Before a new drug is marketed, various preclinical and clinical studies are conducted through a sequence of drug development stages. This complex and lengthy process involves the U.S. Food and Drug Administration (FDA), pharmaceutical companies (sponsors), clinical investigators, and institutional review boards (IRBs). To provide an overview of the drug development process, the first article of this series described the historical evolution of the FDA, and last month’s article reviewed the ethical foundations of clinical research. This final article focuses on the stages of drug development.
Who Is Involved in Drug Development?
The FDA has ultimate authority and responsibility for regulating drug development and marketing. The FDA regulations are outlined in the Code of Federal Regulations (CFR), Title 21 (known as 21 CFR). The FDA establishes guidelines for conducting drug development research, establishes the qualifications for research investigators, reviews regulatory documents and research data submitted by sponsors, inspects and audits data collection from investigational sites to monitor regulatory compliance, and regulates local IRB activities. The FDA requires that clinical research be conducted according to regulatory guidelines known as Good Clinical Practices (GCP). The GCP guidelines are an international ethical and scientific quality standard for designing, conducting, recording, and reporting clinical research studies (FDA, n.d.). They ensure that clinical trials are credible and that study participants are protected. The FDA also monitors the safety of approved drugs after marketing.

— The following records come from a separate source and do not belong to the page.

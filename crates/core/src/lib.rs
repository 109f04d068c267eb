// SPDX-License-Identifier: BUSL-1.1
// Copyright (c) 2026 Alfred Jean LLC

// Allow panic!/unwrap/expect in test code
#![cfg_attr(test, allow(clippy::panic))]
#![cfg_attr(test, allow(clippy::unwrap_used))]
#![cfg_attr(test, allow(clippy::expect_used))]

//! relay-core: domain model for the relay remote run orchestrator
//!
//! This crate provides:
//! - Operations, runs, and the run status state machine
//! - Workspace mapping strategies and remote workspace attributes
//! - Auxiliary stage results (run tasks, cost estimates, policy checks)
//! - Structured log records and the suppression filter
//! - Backend configuration loading

pub mod api;
pub mod config;
pub mod diagnostic;
pub mod id;
pub mod lock;
pub mod log;
pub mod operation;
pub mod plan;
pub mod run;
pub mod stage;
pub mod variables;
pub mod workspace;

// Re-exports
pub use api::{ApiVersion, Capability, Release, ServiceInfo};
pub use config::{BackendConfig, ConfigError, HttpConfig, LogConfig, PollConfig};
pub use diagnostic::{Diagnostic, Diagnostics, Severity};
pub use id::{IdGen, SequentialIdGen, UuidIdGen};
pub use lock::LockInfo;
pub use log::{LogFilter, LogKind, LogLine, LogRecord};
pub use operation::{
    Operation, OperationKind, OperationResult, PlanMode, DEFAULT_PARALLELISM,
};
pub use plan::{ChangeAction, ChangeSummary, RedactedPlan, ResourceChange};
pub use run::{
    ConfigurationVersion, ConfigurationVersionOptions, ConfigurationVersionStatus, PhaseRef,
    PhaseStatus, Run, RunActions, RunOptions, RunPage, RunStatus,
};
pub use stage::{
    CostEstimate, CostEstimateStatus, Enforcement, PolicyCheck, PolicyResult, PolicyStatus,
    Stage, StageStatus, TaskResult, TaskStage, TaskStatus,
};
pub use variables::{
    Declarations, ResolvedVariables, TypeHint, VariableAssignment, VariableSource,
};
pub use workspace::{
    ExecutionMode, MappingError, Permissions, Workspace, WorkspaceFilter, WorkspaceMapping,
    DEFAULT_WORKSPACE,
};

A sponsor initiates research investigation of a new drug by developing preclinical and clinical studies according to FDA guidelines, selecting qualified investigators to conduct the research, monitoring data collection throughout the studies, and submitting required information to the FDA. The sponsor documents financial disclosure by investigators as outlined in Part 54 of the FDA regulations (21 CFR 54). A sponsor often uses a contract research organization (CRO) specializing in the clinical and regulatory monitoring of drug studies. The CRO monitors research sites to ensure compliance with research protocols and regulatory guidelines, and it is subject to FDA inspections and audits. The sponsor is responsible for ongoing monitoring of drug safety after approval and is obligated to submit serious adverse events reports to the FDA.
An investigator actually conducts the drug research at a site. The primary responsibilities of the investigator are to ensure that study participants are recruited ethically, evaluated stringently for appropriateness, and monitored closely for their safety, and to conduct study procedures according to the protocol. The protection of human participants and informed consent are governed by FDA regulations (21 CFR 50). Investigators have the ethical and clinical responsibility to rigorously apply the inclusion and exclusion criteria when evaluating individuals for participation. Not all participants are appropriate for research; investigators must determine whether it is in the best interest of each person to participate.
Investigators are ultimately responsible for all aspects of the conduct of a study at a research site. They must adhere to GCP guidelines, assume control for the investigational drug, and maintain all regulatory documents (including correspondence with the IRB and the sponsor or CRO). The FDA requires that investigators sign a “contract” (FDA form 1572) that outlines what is expected and establishes their qualifications, but investigators typically do not correspond directly with the FDA except during an audit.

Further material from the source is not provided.